Und? Schwierig? Natürlich kann man die fehlende Schärfentiefe bei Landschaftsfotos gut nutzen. Und da sollte man Handykameras auch vorrangig einsetzen. Das heißt aber nicht, dass es nicht andere Möglichkeiten gibt.

Freistellen mit dem Handy ist unmöglich?

Aber das mit dem Freistellen?! Tja, das ist in der Tat nicht ganz einfach. Freistellung erreicht man nun einmal nur, indem man ein Tele- oder Makroobjektiv nutzt – oder? Das stimmt und doch auch nicht. Entscheidend ist, wie nah die Kameralinse am Motiv dran und wie weit der Hintergrund vom Motiv entfernt ist. Vorn wenig, hinten viel Raum. Das ist (fast) das ganze Geheimnis des Freistellens. Mit dem Objektiv hat das weniger zu tun, als gemeinhin behauptet wird. Auch die Blende ist natürlich wichtig, aber auch nicht das entscheidende Kriterium.

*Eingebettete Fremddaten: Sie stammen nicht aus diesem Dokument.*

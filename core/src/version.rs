//! Semantic versions and version range predicates.
//!
//! Only what override gating needs: `MAJOR.MINOR[.PATCH]` versions (an
//! optional `v` prefix and any pre-release/build suffix are accepted and
//! ignored for ordering) and comma-separated comparator lists such as
//! `>=2.4.0, <2.6.0`.

use std::fmt;
use std::str::FromStr;

use serde::{Deserialize, Serialize};
use thiserror::Error;

/// Version parsing errors.
#[derive(Debug, Clone, PartialEq, Eq, Error)]
pub enum VersionError {
    #[error("invalid version: {0}")]
    InvalidVersion(String),
    #[error("invalid version requirement: {0}")]
    InvalidRequirement(String),
    #[error("version requirement cannot be empty")]
    EmptyRequirement,
}

/// A `MAJOR.MINOR.PATCH` version.
///
/// # Examples
///
/// ```
/// use ansible_schema_core::Version;
///
/// let version: Version = "v2.5".parse().unwrap();
/// assert_eq!(version, Version::new(2, 5, 0));
/// assert!(version < "2.6.0".parse().unwrap());
/// ```
#[derive(Debug, Clone, Copy, PartialEq, Eq, PartialOrd, Ord, Hash, Serialize, Deserialize)]
#[serde(try_from = "String", into = "String")]
pub struct Version {
    pub major: u64,
    pub minor: u64,
    pub patch: u64,
}

impl Version {
    pub const fn new(major: u64, minor: u64, patch: u64) -> Self {
        Self {
            major,
            minor,
            patch,
        }
    }
}

impl FromStr for Version {
    type Err = VersionError;

    fn from_str(raw: &str) -> Result<Self, Self::Err> {
        let invalid = || VersionError::InvalidVersion(raw.to_string());
        let trimmed = raw.trim();
        let trimmed = trimmed.strip_prefix('v').unwrap_or(trimmed);
        let core = trimmed
            .split(['-', '+'])
            .next()
            .filter(|core| !core.is_empty())
            .ok_or_else(invalid)?;

        let parts = core
            .split('.')
            .map(|part| part.parse::<u64>().map_err(|_| invalid()))
            .collect::<Result<Vec<_>, _>>()?;

        match parts.as_slice() {
            [major, minor] => Ok(Self::new(*major, *minor, 0)),
            [major, minor, patch] => Ok(Self::new(*major, *minor, *patch)),
            _ => Err(invalid()),
        }
    }
}

impl TryFrom<String> for Version {
    type Error = VersionError;

    fn try_from(raw: String) -> Result<Self, Self::Error> {
        raw.parse()
    }
}

impl From<Version> for String {
    fn from(version: Version) -> Self {
        version.to_string()
    }
}

impl fmt::Display for Version {
    fn fmt(&self, f: &mut fmt::Formatter<'_>) -> fmt::Result {
        write!(f, "{}.{}.{}", self.major, self.minor, self.patch)
    }
}

#[derive(Debug, Clone, Copy, PartialEq, Eq)]
enum Op {
    Lt,
    Le,
    Gt,
    Ge,
    Eq,
}

impl Op {
    fn symbol(self) -> &'static str {
        match self {
            Self::Lt => "<",
            Self::Le => "<=",
            Self::Gt => ">",
            Self::Ge => ">=",
            Self::Eq => "=",
        }
    }
}

#[derive(Debug, Clone, Copy, PartialEq, Eq)]
struct Comparator {
    op: Op,
    version: Version,
}

impl Comparator {
    fn matches(&self, version: &Version) -> bool {
        match self.op {
            Op::Lt => version < &self.version,
            Op::Le => version <= &self.version,
            Op::Gt => version > &self.version,
            Op::Ge => version >= &self.version,
            Op::Eq => version == &self.version,
        }
    }
}

/// A conjunction of version comparators.
///
/// # Examples
///
/// ```
/// use ansible_schema_core::{Version, VersionReq};
///
/// let req: VersionReq = ">=2.4, <2.6.0".parse().unwrap();
/// assert!(req.matches(&Version::new(2, 5, 0)));
/// assert!(!req.matches(&Version::new(2, 6, 0)));
/// ```
#[derive(Debug, Clone, PartialEq, Eq, Serialize, Deserialize)]
#[serde(try_from = "String", into = "String")]
pub struct VersionReq {
    comparators: Vec<Comparator>,
}

impl VersionReq {
    /// Requirement matching every version strictly below `version`.
    pub fn less_than(version: Version) -> Self {
        Self {
            comparators: vec![Comparator {
                op: Op::Lt,
                version,
            }],
        }
    }

    /// Returns `true` when `version` satisfies every comparator.
    pub fn matches(&self, version: &Version) -> bool {
        self.comparators
            .iter()
            .all(|comparator| comparator.matches(version))
    }
}

impl FromStr for VersionReq {
    type Err = VersionError;

    fn from_str(raw: &str) -> Result<Self, Self::Err> {
        if raw.trim().is_empty() {
            return Err(VersionError::EmptyRequirement);
        }

        let comparators = raw
            .split(',')
            .map(|part| parse_comparator(part.trim()))
            .collect::<Result<Vec<_>, _>>()?;

        Ok(Self { comparators })
    }
}

fn parse_comparator(raw: &str) -> Result<Comparator, VersionError> {
    let (op, rest) = if let Some(rest) = raw.strip_prefix("<=") {
        (Op::Le, rest)
    } else if let Some(rest) = raw.strip_prefix(">=") {
        (Op::Ge, rest)
    } else if let Some(rest) = raw.strip_prefix("==") {
        (Op::Eq, rest)
    } else if let Some(rest) = raw.strip_prefix('<') {
        (Op::Lt, rest)
    } else if let Some(rest) = raw.strip_prefix('>') {
        (Op::Gt, rest)
    } else if let Some(rest) = raw.strip_prefix('=') {
        (Op::Eq, rest)
    } else {
        (Op::Eq, raw)
    };

    let version = rest
        .trim()
        .parse()
        .map_err(|_| VersionError::InvalidRequirement(raw.to_string()))?;
    Ok(Comparator { op, version })
}

impl TryFrom<String> for VersionReq {
    type Error = VersionError;

    fn try_from(raw: String) -> Result<Self, Self::Error> {
        raw.parse()
    }
}

impl From<VersionReq> for String {
    fn from(req: VersionReq) -> Self {
        req.to_string()
    }
}

impl fmt::Display for VersionReq {
    fn fmt(&self, f: &mut fmt::Formatter<'_>) -> fmt::Result {
        let rendered = self
            .comparators
            .iter()
            .map(|comparator| format!("{}{}", comparator.op.symbol(), comparator.version))
            .collect::<Vec<_>>()
            .join(", ");
        f.write_str(&rendered)
    }
}

#[cfg(test)]
mod tests {
    use super::*;

    #[test]
    fn test_version_ignores_prerelease_suffix() {
        let version: Version = "2.6.0-rc1".parse().unwrap();
        assert_eq!(version, Version::new(2, 6, 0));
    }

    #[test]
    fn test_version_rejects_garbage() {
        assert!("two.five".parse::<Version>().is_err());
        assert!("2".parse::<Version>().is_err());
        assert!("".parse::<Version>().is_err());
    }

    #[test]
    fn test_requirement_upper_bound_is_exclusive() {
        let req: VersionReq = "<2.6.0".parse().unwrap();
        assert!(req.matches(&Version::new(2, 5, 9)));
        assert!(!req.matches(&Version::new(2, 6, 0)));
    }

    #[test]
    fn test_bare_requirement_means_exact_match() {
        let req: VersionReq = "2.5.0".parse().unwrap();
        assert!(req.matches(&Version::new(2, 5, 0)));
        assert!(!req.matches(&Version::new(2, 5, 1)));
    }

    #[test]
    fn test_requirement_rejects_empty_and_malformed_input() {
        assert_eq!(
            "  ".parse::<VersionReq>(),
            Err(VersionError::EmptyRequirement)
        );
        assert!(matches!(
            "<2.x".parse::<VersionReq>(),
            Err(VersionError::InvalidRequirement(_))
        ));
    }

    #[test]
    fn test_requirement_display_round_trips() {
        let req: VersionReq = ">= 2.4, <2.6.0".parse().unwrap();
        assert_eq!(req.to_string(), ">=2.4.0, <2.6.0");
        assert_eq!(req.to_string().parse::<VersionReq>().unwrap(), req);
    }
}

Ich lege mich fest: Wenn man weiß, wie man’s machen muss, sind auch mit dem Handy sauber freigestellte Bilder, also scharfe Motive mit unscharfem Hintergrund machbar. Glauben Sie nicht? Schauen Sie mal:

Okay, die Qualität wird nicht für den Abdruck in einem Hochglanzmagazin genügen, dafür sind die Bilder zu klein und rauschen zu stark. Aber hey: Es sind Handybilder! (Die im Übrigen gemeinsam mit noch weiteren dieser Art in einem Flyer verarbeitet wurden. Klein aber oho. Warum ich nicht mit der Kamera fotografiert habe? Weil die just bei diesem Job den Geist aufgegeben hatte. So habe ich’s einfach probiert. Und mir selbst bewiesen – und Ihnen hoffentlich auch -, dass Handyfotos durchaus konkurrenzfähig sein können. Man muss sich mit Smartphoneography beschäftigen und üben. Probieren Sie’s einfach!